Compute how many lines in the data below hold the word "drops", then report that number with nothing else.

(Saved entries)
-=-=-=-=-

//! Chunk export of a corpus
//!
//! Reads every record of a corpus, splits it with a [`Chunker`] and writes one
//! chunk per JSONL line. With a [`ChunkSink`] the chunks are also upserted
//! remotely in batches of [`CHUNK_BATCH_SIZE`].

use crate::chunk::{Chunk, Chunker, RawPage};
use crate::storage::{ChunkSink, PageRecord, StorageResult};
use std::fs::{self, File};
use std::io::{BufRead, BufReader, BufWriter, Write};
use std::path::Path;

/// Rows per remote upsert
pub const CHUNK_BATCH_SIZE: usize = 100;

/// Counts from a chunk export
#[derive(Debug, Clone, Copy, Default, PartialEq, Eq)]
pub struct ChunkExport {
    pub records: u64,
    pub chunks: u64,
    pub skipped_lines: u64,
    /// Chunks accepted by the sink
    pub published: u64,
    /// Batches the sink rejected
    pub failed_batches: u64,
}

impl ChunkExport {
    async fn flush(&mut self, sink: &dyn ChunkSink, pending: &mut Vec<Chunk>) {
        if pending.is_empty() {
            return;
        }
        match sink.upsert_chunks(pending).await {
            Ok(()) => self.published += pending.len() as u64,
            Err(e) => {
                self.failed_batches += 1;
                tracing::error!("Failed to upsert {} chunks: {}", pending.len(), e);
            }
        }
        pending.clear();
    }
}

/// Chunks every record of `corpus_path` into `out_path`
///
/// Malformed corpus lines are skipped. The output file is replaced. A failed
/// remote batch is logged and counted, and the export continues.
pub async fn export_chunks(
    corpus_path: &Path,
    out_path: &Path,
    chunker: &Chunker,
    sink: Option<&dyn ChunkSink>,
) -> StorageResult<ChunkExport> {
    let reader = BufReader::new(File::open(corpus_path)?);
    if let Some(parent) = out_path.parent() {
        if !parent.as_os_str().is_empty() {
            fs::create_dir_all(parent)?;
        }
    }
    let mut writer = BufWriter::new(File::create(out_path)?);
    let mut export = ChunkExport::default();
    let mut pending: Vec<Chunk> = Vec::new();

    for (line_no, line) in reader.split(b'\n').enumerate() {
        let line = line?;
        if line.iter().all(|b| b.is_ascii_whitespace()) {
            continue;
        }

        let record: PageRecord = match serde_json::from_slice(&line) {
            Ok(record) => record,
            Err(e) => {
                tracing::warn!("Skipping bad corpus line {}: {}", line_no + 1, e);
                export.skipped_lines += 1;
                continue;
            }
        };

        let chunks = chunker.chunk_page(&RawPage::from(&record)).await;
        for chunk in &chunks {
            serde_json::to_writer(&mut writer, chunk)?;
            writer.write_all(b"\n")?;
        }

        export.records += 1;
        export.chunks += chunks.len() as u64;

        if let Some(sink) = sink {
            pending.extend(chunks);
            if pending.len() >= CHUNK_BATCH_SIZE {
                export.flush(sink, &mut pending).await;
            }
        }
    }

    writer.flush()?;
    if let Some(sink) = sink {
        export.flush(sink, &mut pending).await;
        tracing::info!(
            "Upserted {} chunks ({} failed batches)",
            export.published,
            export.failed_batches
        );
    }
    tracing::info!(
        "Wrote {} chunks from {} records to {}",
        export.chunks,
        export.records,
        out_path.display()
    );
    Ok(export)
}

#[cfg(test)]
mod tests {
    use super::*;
    use crate::storage::{PageSource, PublishError};
    use async_trait::async_trait;
    use std::sync::Mutex;

    /// Records batch sizes, failing the batches whose index is listed
    #[derive(Default)]
    struct RecordingSink {
        batches: Mutex<Vec<usize>>,
        fail_on: Vec<usize>,
    }

    #[async_trait]
    impl ChunkSink for RecordingSink {
        async fn upsert_chunks(&self, chunks: &[Chunk]) -> Result<(), PublishError> {
            let mut batches = self.batches.lock().unwrap();
            let index = batches.len();
            batches.push(chunks.len());
            if self.fail_on.contains(&index) {
                return Err(PublishError::Status {
                    status: 500,
                    body: "down".to_string(),
                });
            }
            Ok(())
        }
    }

    /// Writes `count` records that each chunk into exactly one chunk
    fn write_corpus(path: &Path, count: usize) {
        let mut content = String::new();
        for i in 0..count {
            let record = PageRecord::new(
                format!("https://example.edu/p{}", i),
                "Page",
                "t".repeat(400),
                None,
                PageSource::Fetch,
            );
            content.push_str(&serde_json::to_string(&record).unwrap());
            content.push('\n');
        }
        fs::write(path, content).unwrap();
    }

    #[tokio::test]
    async fn test_export_writes_chunk_lines() {
        let dir = tempfile::tempdir().unwrap();
        let corpus = dir.path().join("corpus.jsonl");
        let out = dir.path().join("out/chunks.jsonl");

        let record = PageRecord::new(
            "https://example.edu/fees",
            "Fees",
            "t".repeat(500),
            Some(format!("<h2 id=\"t\">Tuition</h2><p>{}</p>", "t".repeat(500))),
            PageSource::Fetch,
        );
        let mut content = serde_json::to_string(&record).unwrap();
        content.push_str("\nnot json\n");
        fs::write(&corpus, content).unwrap();

        let export = export_chunks(&corpus, &out, &Chunker::new(), None)
            .await
            .unwrap();
        assert_eq!(
            export,
            ChunkExport {
                records: 1,
                chunks: 1,
                skipped_lines: 1,
                published: 0,
                failed_batches: 0,
            }
        );

        let written = fs::read_to_string(&out).unwrap();
        let chunk: serde_json::Value = serde_json::from_str(written.trim()).unwrap();
        assert_eq!(chunk["section"], "Tuition");
        assert_eq!(chunk["anchor"], "t");
        assert_eq!(chunk["url"], "https://example.edu/fees");
    }

    #[tokio::test]
    async fn test_sink_receives_batches_of_one_hundred() {
        let dir = tempfile::tempdir().unwrap();
        let corpus = dir.path().join("corpus.jsonl");
        let out = dir.path().join("chunks.jsonl");
        write_corpus(&corpus, 250);

        let sink = RecordingSink::default();
        let export = export_chunks(&corpus, &out, &Chunker::new(), Some(&sink))
            .await
            .unwrap();

        assert_eq!(export.chunks, 250);
        assert_eq!(export.published, 250);
        assert_eq!(*sink.batches.lock().unwrap(), vec![100, 100, 50]);
        assert_eq!(fs::read_to_string(&out).unwrap().lines().count(), 250);
    }

    #[tokio::test]
    async fn test_failed_batch_does_not_stop_export() {
        let dir = tempfile::tempdir().unwrap();
        let corpus = dir.path().join("corpus.jsonl");
        let out = dir.path().join("chunks.jsonl");
        write_corpus(&corpus, 150);

        let sink = RecordingSink {
            fail_on: vec![0],
            ..Default::default()
        };
        let export = export_chunks(&corpus, &out, &Chunker::new(), Some(&sink))
            .await
            .unwrap();

        assert_eq!(export.records, 150);
        assert_eq!(export.published, 50);
        assert_eq!(export.failed_batches, 1);
    }
}
#[tokio::test]
async fn test_length_gate_boundaries() {
    let server = MockServer::start().await;
    let base = server.uri();
    let dir = tempfile::tempdir().unwrap();
    let corpus = dir.path().join("corpus.jsonl");

    mount_page(
        &server,
        "/",
        html_page(
            "Home",
            &[
                "/exact.pdf",
                "/short.pdf",
                "/exact.png",
                "/short.png",
                "/exact-page",
                "/short-page",
            ],
        ),
    )
    .await;
    mount_raw(&server, "/exact.pdf", "p".repeat(30).into_bytes(), "application/pdf").await;
    mount_raw(&server, "/short.pdf", "p".repeat(29).into_bytes(), "application/pdf").await;
    mount_raw(&server, "/exact.png", "i".repeat(120).into_bytes(), "image/png").await;
    mount_raw(&server, "/short.png", "i".repeat(119).into_bytes(), "image/png").await;
    mount_page(
        &server,
        "/exact-page",
        format!("<html><body><p>{}</p></body></html>", "h".repeat(120)),
    )
    .await;
    mount_page(
        &server,
        "/short-page",
        format!("<html><body><p>{}</p></body></html>", "h".repeat(119)),
    )
    .await;

    let (escalation, _) = create_escalation(None, None);
    let config = create_test_config(&base, &corpus, 20, 1);
    let mut coordinator =
        Coordinator::with_capabilities(config, escalation, Arc::new(RecordingSleeper::default()))
            .unwrap();

    let summary = coordinator.run().await.unwrap();

    assert_eq!(summary.stored, 4);
    assert_eq!(summary.drops(DropReason::TextTooShort), 3);

    let records = read_records(&corpus);
    let pdf = records
        .iter()
        .find(|r| r.url.ends_with("/exact.pdf"))
        .expect("PDF at the boundary should be stored");
    assert_eq!(pdf.source, PageSource::Crawl);
    assert_eq!(pdf.title, pdf.url);
    assert_eq!(pdf.html, None);

    let image = records
        .iter()
        .find(|r| r.url.ends_with("/exact.png"))
        .expect("image at the boundary should be stored");
    assert_eq!(image.source, PageSource::Crawl);

    assert!(records.iter().any(|r| r.url.ends_with("/exact-page")));
    assert!(!records.iter().any(|r| r.url.contains("/short")));
}

#[tokio::test]
async fn test_robots_txt_respect() {
    let server = MockServer::start().await;
    let base = server.uri();
    let dir = tempfile::tempdir().unwrap();
    let corpus = dir.path().join("corpus.jsonl");

    Mock::given(method("GET"))
        .and(path("/robots.txt"))
        .respond_with(ResponseTemplate::new(200).set_body_string(
            "User-agent: *\nDisallow: /private\nCrawl-delay: 2\n",
        ))
        .expect(1)
        .mount(&server)
        .await;
    mount_page(&server, "/", html_page("Home", &["/private/page", "/public"])).await;
    mount_page(&server, "/public", html_page("Public", &[])).await;
    Mock::given(method("GET"))
        .and(path("/private/page"))
        .respond_with(ResponseTemplate::new(200))
        .expect(0)
        .mount(&server)
        .await;

    let sleeper = Arc::new(RecordingSleeper::default());
    let (escalation, _) = create_escalation(None, None);
    let mut config = create_test_config(&base, &corpus, 10, 1);
    config.crawler.respect_robots_txt = true;
    let mut coordinator =
        Coordinator::with_capabilities(config, escalation, sleeper.clone()).unwrap();

    let summary = coordinator.run().await.unwrap();

    assert_eq!(summary.stored, 2);
    assert_eq!(summary.drops(DropReason::RobotsDenied), 1);

    // Every item waits at least the robots crawl-delay
    let long_waits = sleeper
        .recorded()
        .into_iter()
        .filter(|d| *d >= Duration::from_secs(2))
        .count();
    assert_eq!(long_waits, 3);
}

#[tokio::test]
async fn test_records_published_to_remote_store() {
    let server = MockServer::start().await;
    let base = server.uri();
    let dir = tempfile::tempdir().unwrap();
    let corpus = dir.path().join("corpus.jsonl");

    mount_page(&server, "/", html_page("Home", &[])).await;
    Mock::given(method("POST"))
        .and(path("/rest/v1/pages"))
        .and(header("apikey", "integration-key"))
        .respond_with(ResponseTemplate::new(201))
        .expect(1)
        .mount(&server)
        .await;

    std::env::set_var("SITE_CORPUS_IT_REMOTE_KEY", "integration-key");
    let (escalation, _) = create_escalation(None, None);
    let mut config = create_test_config(&base, &corpus, 10, 1);
    config.remote_store = Some(RemoteStoreConfig {
        url: base.clone(),
        table: "pages".to_string(),
        chunk_table: "chunks".to_string(),
        service_key_env: "SITE_CORPUS_IT_REMOTE_KEY".to_string(),
    });
    let mut coordinator =
        Coordinator::with_capabilities(config, escalation, Arc::new(RecordingSleeper::default()))
            .unwrap();

    let summary = coordinator.run().await.unwrap();

    assert_eq!(summary.stored, 1);
    assert_eq!(read_records(&corpus).len(), 1);
}

#[tokio::test]
async fn test_missing_remote_key_is_fatal() {
    let dir = tempfile::tempdir().unwrap();
    let corpus = dir.path().join("corpus.jsonl");

    let mut config = create_test_config("http://127.0.0.1:9", &corpus, 10, 1);
    config.remote_store = Some(RemoteStoreConfig {
        url: "http://127.0.0.1:9".to_string(),
        table: "pages".to_string(),
        chunk_table: "chunks".to_string(),
        service_key_env: "SITE_CORPUS_IT_UNSET_KEY".to_string(),
    });

    let (escalation, _) = create_escalation(None, None);
    let result =
        Coordinator::with_capabilities(config, escalation, Arc::new(RecordingSleeper::default()));

    assert!(matches!(
        result,
        Err(site_corpus::CrawlError::Config(
            site_corpus::ConfigError::MissingEnv(_)
        ))
    ));
}

#[tokio::test]
async fn test_budget_halts_before_remaining_link() {
    let server = MockServer::start().await;
    let base = server.uri();
    let dir = tempfile::tempdir().unwrap();
    let corpus = dir.path().join("corpus.jsonl");

    mount_page(
        &server,
        "/",
        html_page("Home", &["/first", "/second", "https://www.example.com/"]),
    )
    .await;
    mount_page(&server, "/first", html_page("First", &[])).await;
    Mock::given(method("GET"))
        .and(path("/second"))
        .respond_with(ResponseTemplate::new(200))
        .expect(0)
        .mount(&server)
        .await;

    let (escalation, _) = create_escalation(None, None);
    let config = create_test_config(&base, &corpus, 2, 1);
    let mut coordinator =
        Coordinator::with_capabilities(config, escalation, Arc::new(RecordingSleeper::default()))
            .unwrap();

    let summary = coordinator.run().await.unwrap();

    assert_eq!(summary.stored, 2);
    assert_eq!(summary.links_enqueued, 2);

    let urls: Vec<_> = read_records(&corpus).into_iter().map(|r| r.url).collect();
    assert_eq!(urls, vec![format!("{}/", base), format!("{}/first", base)]);
}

-=-=-=-=-

__Written response__
2